• _What the task asks_
Lines where the string "step" appears are to be copied from the entries below.

** Data for processing follows **

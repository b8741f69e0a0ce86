//! Runmeta Viz CLI
//!
//! Renders the slowest operations of a TensorFlow RunMetadata trace as a
//! stacked horizontal bar chart.

use anyhow::Result;
use clap::{Parser, ValueEnum};
use env_logger::Env;
use std::path::PathBuf;

use runmeta_viz::aggregator::DuplicatePolicy;
use runmeta_viz::chart::ChartConfig;
use runmeta_viz::commands::{execute_visualize, validate_args, VisualizeArgs};
use runmeta_viz::utils::config::DEFAULT_CHART_WIDTH;

/// Runmeta Viz - stacked timeline charts for RunMetadata traces
#[derive(Parser, Debug)]
#[command(name = "runmeta-viz")]
#[command(version, about, long_about = None)]
struct Cli {
    /// RunMetadata file path
    #[arg(long = "runmetadata_file", value_name = "PATH")]
    runmetadata_file: PathBuf,

    /// Top N operations to show
    #[arg(long = "top_n", value_name = "N")]
    top_n: Option<usize>,

    /// Output path for the PNG chart (defaults to the trace path with .pb -> .png)
    #[arg(short, long)]
    output: Option<PathBuf>,

    /// Also write the event table as JSON
    #[arg(long)]
    json: Option<PathBuf>,

    /// Color map name (random when omitted)
    #[arg(long)]
    colormap: Option<String>,

    /// Seed for the random color map
    #[arg(long)]
    seed: Option<u64>,

    /// How to handle repeated node names
    #[arg(long = "on_duplicate", value_enum, default_value_t = OnDuplicate::LastWins)]
    on_duplicate: OnDuplicate,

    /// Chart width in pixels
    #[arg(long, default_value_t = DEFAULT_CHART_WIDTH)]
    width: u32,

    /// Chart title
    #[arg(long)]
    title: Option<String>,

    /// Print text summary to stdout
    #[arg(long)]
    summary: bool,

    /// Enable verbose logging
    #[arg(short, long)]
    verbose: bool,
}

#[derive(ValueEnum, Clone, Copy, Debug)]
enum OnDuplicate {
    /// Keep the last record seen for a name
    LastWins,
    /// Fail on the first repeated name
    Error,
}

impl From<OnDuplicate> for DuplicatePolicy {
    fn from(value: OnDuplicate) -> Self {
        match value {
            OnDuplicate::LastWins => DuplicatePolicy::LastWins,
            OnDuplicate::Error => DuplicatePolicy::Reject,
        }
    }
}

fn main() -> Result<()> {
    // Parse CLI arguments
    let cli = Cli::parse();

    // Setup logging
    let log_level = if cli.verbose { "debug" } else { "info" };
    env_logger::Builder::from_env(Env::default().default_filter_or(log_level)).init();

    let mut chart_config = ChartConfig::new().with_width(cli.width);
    if let Some(title) = cli.title {
        chart_config = chart_config.with_title(title);
    }

    let args = VisualizeArgs {
        runmetadata_file: cli.runmetadata_file,
        top_n: cli.top_n,
        output: cli.output,
        json_output: cli.json,
        color_map: cli.colormap,
        seed: cli.seed,
        duplicate_policy: cli.on_duplicate.into(),
        chart_config,
        print_summary: cli.summary,
    };

    // Validate args first
    validate_args(&args)?;

    execute_visualize(args)?;

    Ok(())
}

#[cfg(test)]
mod tests {
    use super::*;
    use clap::CommandFactory;

    #[test]
    fn test_cli_definition() {
        Cli::command().debug_assert();
    }

    #[test]
    fn test_requires_runmetadata_file() {
        assert!(Cli::try_parse_from(["runmeta-viz"]).is_err());
    }

    #[test]
    fn test_parses_equals_flags() {
        let cli = Cli::try_parse_from([
            "runmeta-viz",
            "--runmetadata_file=step.pb",
            "--top_n=5",
            "--on_duplicate=error",
        ])
        .unwrap();

        assert_eq!(cli.runmetadata_file, PathBuf::from("step.pb"));
        assert_eq!(cli.top_n, Some(5));
        assert!(matches!(cli.on_duplicate, OnDuplicate::Error));
        assert_eq!(cli.width, DEFAULT_CHART_WIDTH);
    }
}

** End of Data for processing **

• _Task response_
            "--runmetadata_file=step.pb",
        assert_eq!(cli.runmetadata_file, PathBuf::from("step.pb"));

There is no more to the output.